During his yearlong position with Hombro a Hombro, Migrant Clinicians Network’s Ed Zuroweste, MD brought medical students from Johns Hopkins University School of Medicine on a two-week multidisciplinary international health elective to the same region in Honduras, a trip he repeats about once a year. “I got to spend a lot of time with him and a few of the residents, and listened to his stories [about] the work he had done with migrant workers,” Mann-King recalled. “It was my first exposure to how influential health care can be for a more at-risk population.” He began to shift focus, including the health justice equation into his view of effective community development.
When he returned to the US, Mann-King stayed in touch with Dr. Zuroweste. Through MCN, he found an open position at Seamar Community Health Centers in Washington State at a clinic that serves about 40 percent Spanish speakers, a mix of second or third generation Mexican-Americans and some first generation immigrants from Central America and the northern reaches of South America. As a care coordinator, he provided case management and health education. “Instead of project development and working with the community as a whole to develop and implement a program, it was working with the newest migrants,” as individuals, providing yet another viewpoint on the day-to-day health needs of immigrants. Mann-King utilized MCN materials like the comic books depicting workers safety and health, and he attended MCN webinars to education himself more. “Seamar didn’t have the capacity to… create its own educational materials, so [I utilized] MCN’s toolkits for various topics to educate myself and I printed out a lot… for patients in the room, like those newly diagnosed with chronic disease, or when talking about occupational safety and health,” he said. “When I would think, ‘where do I start?’ I would always go to the MCN website first and see what was available.”

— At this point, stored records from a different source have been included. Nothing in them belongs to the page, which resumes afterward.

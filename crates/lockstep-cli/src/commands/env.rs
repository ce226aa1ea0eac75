use super::{
    ensure_prereqs, print_lock_report, with_spinner, LockSelection, EXIT_FAILURE, EXIT_SUCCESS,
};
use lockstep_core::{Engine, EnvLockRequest};
use lockstep_runtime::Operation;

#[derive(Debug)]
pub enum Action {
    Lock {
        selection: LockSelection,
        include_dev: bool,
    },
    Sync {
        selection: LockSelection,
        include_dev: bool,
    },
    Update {
        selection: LockSelection,
        include_dev: bool,
    },
    Run {
        args: Vec<String>,
    },
}

impl Action {
    /// Operations whose tools must be present before the action starts.
    fn operations(&self, engine: &Engine) -> Vec<Operation> {
        match self {
            Self::Lock { .. } => vec![Operation::Lock],
            Self::Sync { .. } if !engine.project().env.lock_path.is_file() => {
                vec![Operation::Lock, Operation::Sync]
            }
            Self::Sync { .. } => vec![Operation::Sync],
            Self::Update { .. } => vec![Operation::Update],
            Self::Run { .. } => vec![Operation::Run],
        }
    }
}

fn request(selection: &LockSelection, include_dev: bool) -> Result<EnvLockRequest, String> {
    Ok(EnvLockRequest {
        platforms: selection.platforms()?,
        channel_overrides: selection.channels(),
        include_dev,
    })
}

pub fn run(engine: &Engine, action: Action, json: bool) -> Result<u8, String> {
    ensure_prereqs(
        engine,
        engine.project().env.build_system,
        &action.operations(engine),
    )?;
    match action {
        Action::Lock {
            selection,
            include_dev,
        } => {
            let request = request(&selection, include_dev)?;
            let report = with_spinner(
                json,
                "locking environment...",
                "environment locked",
                "environment lock failed",
                || engine.lock_env(&request),
            )?;
            print_lock_report(report.as_ref(), json)?;
        }
        Action::Sync {
            selection,
            include_dev,
        } => {
            let request = request(&selection, include_dev)?;
            let report = engine.sync_env(&request).map_err(|e| e.to_string())?;
            if report.is_some() {
                print_lock_report(report.as_ref(), json)?;
            }
            if !json {
                println!("environment '{}' is in sync", engine.project().env.name);
            }
        }
        Action::Update {
            selection,
            include_dev,
        } => {
            let request = request(&selection, include_dev)?;
            let report = engine.update_env(&request).map_err(|e| e.to_string())?;
            print_lock_report(report.as_ref(), json)?;
        }
        Action::Run { args } => {
            let code = engine.run_in_env(&args).map_err(|e| e.to_string())?;
            return Ok(exit_code(code));
        }
    }
    Ok(EXIT_SUCCESS)
}

/// Exit codes outside `0..=255` become a plain failure.
fn exit_code(code: i32) -> u8 {
    u8::try_from(code).unwrap_or(EXIT_FAILURE)
}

At Seamar, Mann-King got to see his Hombro a Hombro community on the US side. “I worked with a Honduran family during their reunification… The mother hadn’t seen her daughter for almost 15 years,” Mann-King remembered. The mother, who had a new life in the US, with other US-born children, brought the daughter to the clinic for assistance with social support issues -- to assist the family through the reunification process. “It put together a lot of the pieces. It showed me that migration -- the story of immigration as a whole -- is very complex.” He followed the family for two years and was rewarded by watching their progress, he said.
After two years at Seamar, Mann-King developed a vision of working for immigrants in the US from a “systematic policy level.” He is now in his second year at Carnegie Mellon University’s School of Public Policy & Management. He will complete his Master’s degree in Health Care Policy & Management at the end of the current semester. He has become closely involved with his adopted community there in Pittsburgh, working for the local Federally Qualified Health Center, Squirrel Hill Health Center -- but the picture is once again quite varied from his previous work, exposing him to a new swath of immigrants, with their own health needs and distinct cultures. The clinic is housed in a predominantly Orthodox Jewish neighborhood, and his work creating a registry for TB patients for the center has him focused largely on Butanese, Nepali, and other patients from Southeast Asia.
As for the long term, Mann-King sees himself working on the bigger picture, to “serve individual populations differently and effectively in a culturally sensitive way,” through work at the policy level, through program development and management, and through innovative uses of data and analysis. We at MCN can’t wait to see what he does next.